* Given records *
+++

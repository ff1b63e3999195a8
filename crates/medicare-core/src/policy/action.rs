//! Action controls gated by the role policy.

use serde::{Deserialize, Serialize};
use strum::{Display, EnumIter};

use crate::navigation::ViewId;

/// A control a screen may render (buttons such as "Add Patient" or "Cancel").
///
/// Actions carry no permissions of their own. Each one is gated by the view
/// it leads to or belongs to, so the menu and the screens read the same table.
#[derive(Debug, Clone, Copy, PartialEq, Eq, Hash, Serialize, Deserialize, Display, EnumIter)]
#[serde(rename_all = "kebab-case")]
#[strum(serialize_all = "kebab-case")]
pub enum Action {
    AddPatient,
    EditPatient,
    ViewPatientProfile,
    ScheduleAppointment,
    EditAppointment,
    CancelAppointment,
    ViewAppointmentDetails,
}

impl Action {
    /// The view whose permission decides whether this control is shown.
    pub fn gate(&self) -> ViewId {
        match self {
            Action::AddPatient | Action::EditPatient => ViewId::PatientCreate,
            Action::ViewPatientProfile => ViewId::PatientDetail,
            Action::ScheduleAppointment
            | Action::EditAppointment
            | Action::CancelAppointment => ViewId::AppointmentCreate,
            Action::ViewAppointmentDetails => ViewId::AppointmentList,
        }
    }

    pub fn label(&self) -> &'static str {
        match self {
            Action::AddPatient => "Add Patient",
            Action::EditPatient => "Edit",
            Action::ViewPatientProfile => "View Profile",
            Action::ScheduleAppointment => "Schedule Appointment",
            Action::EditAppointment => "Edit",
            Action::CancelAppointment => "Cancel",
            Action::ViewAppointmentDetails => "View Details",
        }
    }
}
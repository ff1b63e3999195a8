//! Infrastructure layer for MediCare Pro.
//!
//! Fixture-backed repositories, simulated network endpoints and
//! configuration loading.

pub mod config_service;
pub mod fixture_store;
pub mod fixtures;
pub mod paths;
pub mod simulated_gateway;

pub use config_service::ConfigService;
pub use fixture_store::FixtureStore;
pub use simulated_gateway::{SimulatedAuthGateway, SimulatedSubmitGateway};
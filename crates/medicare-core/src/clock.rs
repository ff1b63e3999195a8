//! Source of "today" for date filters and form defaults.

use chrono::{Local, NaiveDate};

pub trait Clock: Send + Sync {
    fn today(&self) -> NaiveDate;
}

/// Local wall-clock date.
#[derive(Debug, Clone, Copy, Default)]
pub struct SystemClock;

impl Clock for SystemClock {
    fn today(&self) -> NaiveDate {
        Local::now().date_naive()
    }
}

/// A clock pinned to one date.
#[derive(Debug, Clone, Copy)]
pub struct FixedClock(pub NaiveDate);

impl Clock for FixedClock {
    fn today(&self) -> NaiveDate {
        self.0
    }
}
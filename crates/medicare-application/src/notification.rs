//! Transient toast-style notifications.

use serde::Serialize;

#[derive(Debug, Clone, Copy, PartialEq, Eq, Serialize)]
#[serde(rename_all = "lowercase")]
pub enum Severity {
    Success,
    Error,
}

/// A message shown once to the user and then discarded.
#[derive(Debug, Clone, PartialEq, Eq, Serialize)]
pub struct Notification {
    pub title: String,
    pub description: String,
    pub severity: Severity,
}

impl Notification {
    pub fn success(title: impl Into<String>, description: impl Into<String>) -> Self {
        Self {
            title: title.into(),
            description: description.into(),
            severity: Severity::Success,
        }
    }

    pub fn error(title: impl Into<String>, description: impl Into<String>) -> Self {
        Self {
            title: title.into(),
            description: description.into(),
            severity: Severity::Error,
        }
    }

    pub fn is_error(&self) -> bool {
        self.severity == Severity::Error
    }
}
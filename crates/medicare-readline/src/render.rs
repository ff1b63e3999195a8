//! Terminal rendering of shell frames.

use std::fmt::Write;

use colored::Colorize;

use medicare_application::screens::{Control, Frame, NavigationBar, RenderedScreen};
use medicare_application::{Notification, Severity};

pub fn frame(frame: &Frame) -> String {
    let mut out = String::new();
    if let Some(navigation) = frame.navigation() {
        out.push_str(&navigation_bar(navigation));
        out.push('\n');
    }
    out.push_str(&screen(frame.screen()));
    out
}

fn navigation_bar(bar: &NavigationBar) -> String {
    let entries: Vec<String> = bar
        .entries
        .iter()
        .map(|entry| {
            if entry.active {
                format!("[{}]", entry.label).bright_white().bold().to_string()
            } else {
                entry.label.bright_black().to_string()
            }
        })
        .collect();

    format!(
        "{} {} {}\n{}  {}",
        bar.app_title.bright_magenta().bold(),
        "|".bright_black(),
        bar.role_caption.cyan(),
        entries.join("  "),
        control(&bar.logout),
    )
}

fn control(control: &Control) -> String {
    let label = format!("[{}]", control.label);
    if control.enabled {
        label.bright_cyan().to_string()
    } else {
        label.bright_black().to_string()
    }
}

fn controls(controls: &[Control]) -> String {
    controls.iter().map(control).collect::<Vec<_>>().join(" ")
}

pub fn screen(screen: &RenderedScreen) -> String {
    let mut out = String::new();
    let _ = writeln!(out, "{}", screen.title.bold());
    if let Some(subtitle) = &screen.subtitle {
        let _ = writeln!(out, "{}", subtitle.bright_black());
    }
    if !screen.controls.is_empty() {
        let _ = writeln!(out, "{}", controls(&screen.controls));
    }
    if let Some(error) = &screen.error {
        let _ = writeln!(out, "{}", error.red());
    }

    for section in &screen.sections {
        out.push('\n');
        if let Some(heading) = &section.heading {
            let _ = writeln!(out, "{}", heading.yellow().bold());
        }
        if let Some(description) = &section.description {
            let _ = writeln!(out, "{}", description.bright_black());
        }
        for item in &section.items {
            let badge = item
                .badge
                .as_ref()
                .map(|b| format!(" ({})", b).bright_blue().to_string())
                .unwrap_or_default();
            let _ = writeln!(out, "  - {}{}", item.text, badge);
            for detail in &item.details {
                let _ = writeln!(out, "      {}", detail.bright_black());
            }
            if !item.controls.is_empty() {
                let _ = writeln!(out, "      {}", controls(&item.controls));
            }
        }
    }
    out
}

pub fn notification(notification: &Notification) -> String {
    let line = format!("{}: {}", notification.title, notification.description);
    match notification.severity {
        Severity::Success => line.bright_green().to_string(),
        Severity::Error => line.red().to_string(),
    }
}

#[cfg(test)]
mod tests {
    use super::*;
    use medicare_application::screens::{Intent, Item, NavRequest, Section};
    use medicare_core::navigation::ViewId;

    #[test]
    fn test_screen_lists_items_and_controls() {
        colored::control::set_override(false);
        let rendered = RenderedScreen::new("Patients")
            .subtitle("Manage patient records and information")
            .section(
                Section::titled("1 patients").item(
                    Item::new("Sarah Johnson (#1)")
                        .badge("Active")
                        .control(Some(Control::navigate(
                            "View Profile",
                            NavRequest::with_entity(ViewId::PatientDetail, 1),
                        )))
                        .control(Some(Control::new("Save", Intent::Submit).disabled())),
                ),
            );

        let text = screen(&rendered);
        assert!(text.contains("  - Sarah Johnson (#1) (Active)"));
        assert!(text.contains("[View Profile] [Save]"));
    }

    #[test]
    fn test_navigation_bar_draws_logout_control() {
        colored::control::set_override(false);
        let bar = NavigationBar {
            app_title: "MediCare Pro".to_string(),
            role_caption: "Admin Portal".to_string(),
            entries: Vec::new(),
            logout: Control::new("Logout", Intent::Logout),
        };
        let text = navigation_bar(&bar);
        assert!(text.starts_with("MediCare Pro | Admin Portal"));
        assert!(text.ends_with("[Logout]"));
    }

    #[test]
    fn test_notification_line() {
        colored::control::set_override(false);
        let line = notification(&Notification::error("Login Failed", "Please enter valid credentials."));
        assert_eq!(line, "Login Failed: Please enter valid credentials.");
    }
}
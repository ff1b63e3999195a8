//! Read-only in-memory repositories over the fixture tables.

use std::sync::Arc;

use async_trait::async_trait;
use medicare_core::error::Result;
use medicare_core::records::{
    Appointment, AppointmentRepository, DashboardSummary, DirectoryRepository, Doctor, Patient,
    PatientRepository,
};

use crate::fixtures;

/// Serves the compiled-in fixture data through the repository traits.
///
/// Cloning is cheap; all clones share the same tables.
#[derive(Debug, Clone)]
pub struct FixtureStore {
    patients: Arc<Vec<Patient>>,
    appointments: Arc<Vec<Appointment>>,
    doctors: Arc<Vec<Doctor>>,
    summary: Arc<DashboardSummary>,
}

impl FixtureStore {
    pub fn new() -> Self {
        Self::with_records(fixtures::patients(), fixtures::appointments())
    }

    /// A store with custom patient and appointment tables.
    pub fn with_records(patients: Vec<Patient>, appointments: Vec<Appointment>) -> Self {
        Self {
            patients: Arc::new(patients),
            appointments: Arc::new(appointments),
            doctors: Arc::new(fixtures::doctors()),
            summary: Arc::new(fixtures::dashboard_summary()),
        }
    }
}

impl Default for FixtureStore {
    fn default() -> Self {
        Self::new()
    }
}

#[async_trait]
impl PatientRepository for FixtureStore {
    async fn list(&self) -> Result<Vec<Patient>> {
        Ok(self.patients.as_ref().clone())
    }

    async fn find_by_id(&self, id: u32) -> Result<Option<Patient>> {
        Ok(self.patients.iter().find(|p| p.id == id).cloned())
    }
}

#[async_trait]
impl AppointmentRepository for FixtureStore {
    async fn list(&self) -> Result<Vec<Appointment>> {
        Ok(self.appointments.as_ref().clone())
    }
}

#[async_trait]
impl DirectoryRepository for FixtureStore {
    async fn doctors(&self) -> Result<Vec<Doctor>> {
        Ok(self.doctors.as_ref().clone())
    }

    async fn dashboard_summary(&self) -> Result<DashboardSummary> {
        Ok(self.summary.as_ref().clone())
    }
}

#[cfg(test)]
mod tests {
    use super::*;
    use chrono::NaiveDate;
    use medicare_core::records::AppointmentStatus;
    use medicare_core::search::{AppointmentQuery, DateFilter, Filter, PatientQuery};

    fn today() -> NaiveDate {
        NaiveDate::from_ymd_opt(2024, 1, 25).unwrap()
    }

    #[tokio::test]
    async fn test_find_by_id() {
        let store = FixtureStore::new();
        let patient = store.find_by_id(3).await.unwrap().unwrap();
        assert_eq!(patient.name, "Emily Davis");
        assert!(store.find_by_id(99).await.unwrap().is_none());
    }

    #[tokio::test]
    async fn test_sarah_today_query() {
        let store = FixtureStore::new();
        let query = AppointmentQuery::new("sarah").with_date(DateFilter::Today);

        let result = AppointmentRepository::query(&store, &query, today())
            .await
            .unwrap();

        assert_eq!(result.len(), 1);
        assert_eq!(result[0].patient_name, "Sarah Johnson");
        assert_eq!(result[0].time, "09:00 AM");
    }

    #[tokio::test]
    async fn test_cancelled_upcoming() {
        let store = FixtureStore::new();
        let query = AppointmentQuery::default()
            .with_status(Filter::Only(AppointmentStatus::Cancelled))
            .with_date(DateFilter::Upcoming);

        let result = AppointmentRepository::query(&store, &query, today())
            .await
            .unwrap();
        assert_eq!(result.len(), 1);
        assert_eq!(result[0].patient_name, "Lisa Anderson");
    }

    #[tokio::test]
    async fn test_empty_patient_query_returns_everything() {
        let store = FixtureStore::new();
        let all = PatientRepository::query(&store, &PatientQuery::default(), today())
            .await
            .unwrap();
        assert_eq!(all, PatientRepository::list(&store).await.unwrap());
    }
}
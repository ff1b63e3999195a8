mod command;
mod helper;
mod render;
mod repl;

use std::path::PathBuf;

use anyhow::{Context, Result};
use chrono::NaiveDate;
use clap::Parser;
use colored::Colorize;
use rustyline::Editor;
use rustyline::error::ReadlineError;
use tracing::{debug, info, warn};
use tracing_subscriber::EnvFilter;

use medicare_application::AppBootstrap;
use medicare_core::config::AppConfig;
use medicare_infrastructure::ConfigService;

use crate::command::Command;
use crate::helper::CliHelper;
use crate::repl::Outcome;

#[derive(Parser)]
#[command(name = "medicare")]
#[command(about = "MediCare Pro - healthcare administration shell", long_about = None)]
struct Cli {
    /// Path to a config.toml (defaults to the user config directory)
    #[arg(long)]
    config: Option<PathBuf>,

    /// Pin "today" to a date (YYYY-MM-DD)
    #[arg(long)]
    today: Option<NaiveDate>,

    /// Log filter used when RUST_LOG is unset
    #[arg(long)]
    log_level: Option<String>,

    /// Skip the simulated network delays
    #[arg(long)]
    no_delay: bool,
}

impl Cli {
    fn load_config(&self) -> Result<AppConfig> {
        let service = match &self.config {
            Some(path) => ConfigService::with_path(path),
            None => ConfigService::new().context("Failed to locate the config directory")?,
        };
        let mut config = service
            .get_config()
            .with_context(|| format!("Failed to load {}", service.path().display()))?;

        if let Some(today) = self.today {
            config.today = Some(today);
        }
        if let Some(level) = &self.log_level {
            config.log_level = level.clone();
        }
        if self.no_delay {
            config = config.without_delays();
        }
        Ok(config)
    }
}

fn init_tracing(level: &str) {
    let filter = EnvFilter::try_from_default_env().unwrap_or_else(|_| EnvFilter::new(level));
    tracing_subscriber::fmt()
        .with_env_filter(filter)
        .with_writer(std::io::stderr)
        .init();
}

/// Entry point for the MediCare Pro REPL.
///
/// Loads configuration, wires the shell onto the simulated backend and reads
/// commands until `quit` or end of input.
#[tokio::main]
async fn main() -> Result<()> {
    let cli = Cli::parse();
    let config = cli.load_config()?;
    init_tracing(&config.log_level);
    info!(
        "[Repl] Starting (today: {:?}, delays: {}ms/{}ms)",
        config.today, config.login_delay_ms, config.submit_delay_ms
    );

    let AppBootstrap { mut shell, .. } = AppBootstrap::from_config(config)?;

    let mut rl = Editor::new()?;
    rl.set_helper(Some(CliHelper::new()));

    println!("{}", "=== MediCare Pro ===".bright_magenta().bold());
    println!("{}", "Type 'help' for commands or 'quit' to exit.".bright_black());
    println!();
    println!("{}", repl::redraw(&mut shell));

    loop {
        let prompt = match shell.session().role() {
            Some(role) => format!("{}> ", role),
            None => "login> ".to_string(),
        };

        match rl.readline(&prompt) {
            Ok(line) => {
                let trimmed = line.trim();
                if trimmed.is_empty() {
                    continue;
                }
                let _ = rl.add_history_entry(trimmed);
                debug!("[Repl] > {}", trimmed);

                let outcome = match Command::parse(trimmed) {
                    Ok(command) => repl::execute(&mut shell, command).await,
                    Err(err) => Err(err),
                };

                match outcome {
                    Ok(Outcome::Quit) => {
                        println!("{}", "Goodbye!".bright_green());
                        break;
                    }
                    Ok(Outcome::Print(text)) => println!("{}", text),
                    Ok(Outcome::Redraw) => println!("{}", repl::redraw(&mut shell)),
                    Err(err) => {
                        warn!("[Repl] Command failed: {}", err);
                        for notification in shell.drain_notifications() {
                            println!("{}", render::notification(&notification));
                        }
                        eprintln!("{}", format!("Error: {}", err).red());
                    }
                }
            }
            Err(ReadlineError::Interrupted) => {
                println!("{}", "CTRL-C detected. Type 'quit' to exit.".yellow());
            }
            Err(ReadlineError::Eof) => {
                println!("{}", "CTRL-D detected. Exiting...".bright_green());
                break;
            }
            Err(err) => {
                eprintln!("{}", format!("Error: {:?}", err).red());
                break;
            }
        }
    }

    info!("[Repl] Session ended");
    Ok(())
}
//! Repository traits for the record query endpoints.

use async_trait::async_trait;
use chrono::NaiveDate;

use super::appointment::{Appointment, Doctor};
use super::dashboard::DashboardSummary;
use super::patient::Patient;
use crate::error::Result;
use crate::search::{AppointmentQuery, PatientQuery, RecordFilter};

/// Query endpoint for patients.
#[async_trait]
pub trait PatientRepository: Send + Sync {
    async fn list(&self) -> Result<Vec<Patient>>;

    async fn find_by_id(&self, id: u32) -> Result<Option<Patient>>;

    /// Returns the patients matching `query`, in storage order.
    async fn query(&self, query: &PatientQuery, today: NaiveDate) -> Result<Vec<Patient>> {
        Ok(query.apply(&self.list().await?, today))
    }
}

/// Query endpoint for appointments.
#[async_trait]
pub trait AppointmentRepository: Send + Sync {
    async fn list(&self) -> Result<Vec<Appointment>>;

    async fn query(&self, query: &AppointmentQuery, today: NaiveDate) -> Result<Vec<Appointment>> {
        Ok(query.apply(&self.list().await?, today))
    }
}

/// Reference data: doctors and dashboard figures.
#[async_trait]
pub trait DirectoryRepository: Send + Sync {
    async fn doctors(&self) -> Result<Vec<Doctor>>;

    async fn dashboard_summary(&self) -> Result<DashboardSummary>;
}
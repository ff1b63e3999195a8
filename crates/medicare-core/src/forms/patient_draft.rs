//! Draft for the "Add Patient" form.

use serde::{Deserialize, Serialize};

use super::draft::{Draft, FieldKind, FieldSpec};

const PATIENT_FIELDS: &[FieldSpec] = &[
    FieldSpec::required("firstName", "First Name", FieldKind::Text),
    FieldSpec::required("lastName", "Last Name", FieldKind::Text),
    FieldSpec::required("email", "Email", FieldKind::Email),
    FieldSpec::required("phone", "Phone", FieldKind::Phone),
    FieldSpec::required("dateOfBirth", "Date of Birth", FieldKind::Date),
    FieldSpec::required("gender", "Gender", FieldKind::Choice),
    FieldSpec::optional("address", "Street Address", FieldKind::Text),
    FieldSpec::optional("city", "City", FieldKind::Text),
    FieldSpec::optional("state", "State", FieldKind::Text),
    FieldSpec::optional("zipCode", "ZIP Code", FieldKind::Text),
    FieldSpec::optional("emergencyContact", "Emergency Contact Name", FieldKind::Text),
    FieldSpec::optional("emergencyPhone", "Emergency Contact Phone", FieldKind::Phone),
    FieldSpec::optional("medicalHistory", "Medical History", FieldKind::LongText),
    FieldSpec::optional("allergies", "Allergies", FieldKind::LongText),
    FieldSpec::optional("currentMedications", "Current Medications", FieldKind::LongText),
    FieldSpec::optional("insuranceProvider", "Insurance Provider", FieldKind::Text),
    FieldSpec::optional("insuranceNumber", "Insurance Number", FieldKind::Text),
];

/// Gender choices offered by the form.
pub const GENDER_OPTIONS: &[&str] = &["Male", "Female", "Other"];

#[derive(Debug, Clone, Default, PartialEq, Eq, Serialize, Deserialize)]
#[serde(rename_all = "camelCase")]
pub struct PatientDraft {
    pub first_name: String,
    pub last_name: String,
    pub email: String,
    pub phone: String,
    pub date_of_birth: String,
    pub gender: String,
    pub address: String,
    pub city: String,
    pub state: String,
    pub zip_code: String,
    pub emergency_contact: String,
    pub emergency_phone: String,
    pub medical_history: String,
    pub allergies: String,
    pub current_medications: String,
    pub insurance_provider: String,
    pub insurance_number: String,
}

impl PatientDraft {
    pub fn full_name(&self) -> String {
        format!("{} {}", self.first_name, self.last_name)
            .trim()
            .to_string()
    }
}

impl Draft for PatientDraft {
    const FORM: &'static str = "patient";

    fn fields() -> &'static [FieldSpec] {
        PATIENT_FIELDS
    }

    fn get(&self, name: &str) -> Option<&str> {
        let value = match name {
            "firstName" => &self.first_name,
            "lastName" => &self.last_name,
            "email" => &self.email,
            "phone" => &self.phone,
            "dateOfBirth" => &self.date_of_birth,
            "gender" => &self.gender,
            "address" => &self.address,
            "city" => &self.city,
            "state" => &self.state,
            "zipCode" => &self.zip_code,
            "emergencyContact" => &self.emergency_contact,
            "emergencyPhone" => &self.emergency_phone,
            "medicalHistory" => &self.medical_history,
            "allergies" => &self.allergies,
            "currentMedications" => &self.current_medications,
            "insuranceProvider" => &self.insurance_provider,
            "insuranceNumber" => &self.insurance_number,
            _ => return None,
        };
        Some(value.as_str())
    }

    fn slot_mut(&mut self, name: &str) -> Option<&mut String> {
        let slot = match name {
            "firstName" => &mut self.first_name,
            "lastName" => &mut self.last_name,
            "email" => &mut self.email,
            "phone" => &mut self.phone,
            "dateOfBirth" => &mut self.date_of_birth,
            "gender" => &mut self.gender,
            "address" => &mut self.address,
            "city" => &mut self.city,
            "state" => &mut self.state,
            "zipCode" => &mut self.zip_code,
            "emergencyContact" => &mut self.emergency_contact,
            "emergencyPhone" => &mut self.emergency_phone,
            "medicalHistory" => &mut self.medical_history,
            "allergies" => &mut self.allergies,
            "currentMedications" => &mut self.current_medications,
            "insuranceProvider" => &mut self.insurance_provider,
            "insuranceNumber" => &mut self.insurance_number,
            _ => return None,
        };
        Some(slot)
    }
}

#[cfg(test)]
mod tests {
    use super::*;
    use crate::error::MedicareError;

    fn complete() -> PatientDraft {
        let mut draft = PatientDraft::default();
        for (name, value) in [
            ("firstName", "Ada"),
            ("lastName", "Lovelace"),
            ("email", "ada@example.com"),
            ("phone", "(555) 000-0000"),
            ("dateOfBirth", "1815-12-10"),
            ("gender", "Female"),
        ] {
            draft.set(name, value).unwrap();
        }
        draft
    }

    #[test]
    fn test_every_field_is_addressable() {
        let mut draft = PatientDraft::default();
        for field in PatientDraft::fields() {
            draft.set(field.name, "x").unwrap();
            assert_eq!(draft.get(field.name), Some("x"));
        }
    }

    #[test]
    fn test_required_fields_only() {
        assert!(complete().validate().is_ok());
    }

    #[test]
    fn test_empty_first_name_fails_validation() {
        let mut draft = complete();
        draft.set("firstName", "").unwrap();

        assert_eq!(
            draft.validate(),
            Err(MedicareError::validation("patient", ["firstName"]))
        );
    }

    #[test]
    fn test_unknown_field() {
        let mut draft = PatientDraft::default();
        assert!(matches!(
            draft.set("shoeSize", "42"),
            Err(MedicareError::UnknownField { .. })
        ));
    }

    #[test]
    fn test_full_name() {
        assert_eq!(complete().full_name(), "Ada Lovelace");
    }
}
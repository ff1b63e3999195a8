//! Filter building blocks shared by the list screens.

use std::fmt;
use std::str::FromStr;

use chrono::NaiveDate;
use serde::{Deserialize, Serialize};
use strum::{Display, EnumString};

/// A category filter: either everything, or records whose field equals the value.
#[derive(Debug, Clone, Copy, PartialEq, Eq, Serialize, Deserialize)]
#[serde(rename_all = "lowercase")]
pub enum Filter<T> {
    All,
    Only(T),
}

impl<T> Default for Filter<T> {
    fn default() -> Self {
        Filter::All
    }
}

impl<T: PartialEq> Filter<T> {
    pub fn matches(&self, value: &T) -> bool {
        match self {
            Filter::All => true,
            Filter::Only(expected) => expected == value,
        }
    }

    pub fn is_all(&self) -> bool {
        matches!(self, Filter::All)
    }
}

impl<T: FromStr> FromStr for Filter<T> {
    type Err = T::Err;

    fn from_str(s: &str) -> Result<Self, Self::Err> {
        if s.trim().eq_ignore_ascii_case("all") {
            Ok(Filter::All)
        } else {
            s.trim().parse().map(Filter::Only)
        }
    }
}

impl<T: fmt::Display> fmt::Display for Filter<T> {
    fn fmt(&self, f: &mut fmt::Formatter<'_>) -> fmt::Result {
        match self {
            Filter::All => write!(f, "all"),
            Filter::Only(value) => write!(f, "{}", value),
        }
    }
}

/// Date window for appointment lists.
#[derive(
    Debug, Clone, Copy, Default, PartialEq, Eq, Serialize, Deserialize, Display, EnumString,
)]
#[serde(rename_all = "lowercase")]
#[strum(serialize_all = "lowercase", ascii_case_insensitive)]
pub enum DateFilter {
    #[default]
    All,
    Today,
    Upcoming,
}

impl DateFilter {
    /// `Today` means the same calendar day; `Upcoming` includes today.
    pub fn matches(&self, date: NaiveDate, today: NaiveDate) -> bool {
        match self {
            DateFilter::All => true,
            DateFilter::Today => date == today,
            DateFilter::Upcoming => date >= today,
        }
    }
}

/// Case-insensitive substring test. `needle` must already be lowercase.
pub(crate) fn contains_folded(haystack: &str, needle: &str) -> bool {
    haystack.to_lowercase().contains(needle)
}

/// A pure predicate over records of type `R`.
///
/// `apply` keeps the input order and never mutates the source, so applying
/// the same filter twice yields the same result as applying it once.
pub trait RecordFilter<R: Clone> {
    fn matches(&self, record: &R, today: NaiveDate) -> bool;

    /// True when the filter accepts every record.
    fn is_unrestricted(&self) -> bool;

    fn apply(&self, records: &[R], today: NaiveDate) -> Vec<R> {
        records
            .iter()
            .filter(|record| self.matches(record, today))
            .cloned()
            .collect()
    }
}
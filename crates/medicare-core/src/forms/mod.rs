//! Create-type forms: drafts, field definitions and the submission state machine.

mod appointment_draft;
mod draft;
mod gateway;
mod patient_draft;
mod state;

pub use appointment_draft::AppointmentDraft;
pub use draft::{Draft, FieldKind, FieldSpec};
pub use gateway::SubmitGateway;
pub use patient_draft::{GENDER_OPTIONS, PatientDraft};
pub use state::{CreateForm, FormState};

+++

* Problem to solve *
Scan the entries above for the word "Johnson". Report the lines that hold it.

* Written reply *
                    Item::new("Sarah Johnson (#1)")
        assert!(text.contains("  - Sarah Johnson (#1) (Active)"));
        assert_eq!(result[0].patient_name, "Sarah Johnson");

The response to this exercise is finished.